[Your goal]
For each line below that includes the word "Send", make a copy.

[Data for the task]
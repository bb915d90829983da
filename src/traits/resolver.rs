//! Resolver traits for service resolution.

use std::any::Any;
use std::sync::Arc;

use async_trait::async_trait;

use crate::error::{DiError, DiResult};
use crate::key::{key_of_type, Key};

/// Core resolver trait for object-safe service resolution.
///
/// Implemented by [`Container`](crate::Container) (root, no scope),
/// [`ScopeHandle`](crate::ScopeHandle), [`ScopeGuard`](crate::ScopeGuard) and
/// the [`ResolverContext`](crate::ResolverContext) handed to factories. Most
/// callers use [`Resolver::get`] instead.
#[async_trait]
pub trait ResolverCore: Send + Sync {
    /// Resolves the provider registered under `key` as a type-erased `Arc`.
    ///
    /// # Errors
    ///
    /// * `NotFound` when nothing is registered for the key
    /// * `ScopeNotActive` when the provider's scope has no enclosing instance
    /// * `Circular` / `DepthExceeded` for runaway dependency chains
    /// * `Factory` when the provider's factory fails
    async fn resolve_any(&self, key: &Key) -> DiResult<Arc<dyn Any + Send + Sync>>;
}

/// High-level resolver interface with generic, type-safe methods.
///
/// Blanket-implemented for every [`ResolverCore`].
///
/// # Examples
///
/// ```rust
/// use scopewire::{ProviderRegistry, Resolver, Scope};
///
/// # #[tokio::main(flavor = "current_thread")]
/// # async fn main() -> scopewire::DiResult<()> {
/// let mut registry = ProviderRegistry::new();
/// registry.add_constant(String::from("hello"))?;
/// let container = registry.build(None);
///
/// let greeting = container.get::<String>().await?;
/// assert_eq!(greeting.as_str(), "hello");
///
/// let scope = container.enter(Scope::Request);
/// assert_eq!(scope.get::<String>().await?.as_str(), "hello");
/// scope.close(scopewire::ScopeExit::Completed).await?;
/// # Ok(())
/// # }
/// ```
#[async_trait]
pub trait Resolver: ResolverCore {
    /// Resolves a concrete type.
    async fn get<T: Send + Sync + 'static>(&self) -> DiResult<Arc<T>> {
        let key = key_of_type::<T>();
        let any = self.resolve_any(&key).await?;
        any.downcast::<T>()
            .map_err(|_| DiError::TypeMismatch(key.display_name()))
    }
}

impl<R: ResolverCore> Resolver for R {}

[Exercise output]
pub trait ResolverCore: Send + Sync {
    async fn resolve_any(&self, key: &Key) -> DiResult<Arc<dyn Any + Send + Sync>>;
    async fn get<T: Send + Sync + 'static>(&self) -> DiResult<Arc<T>> {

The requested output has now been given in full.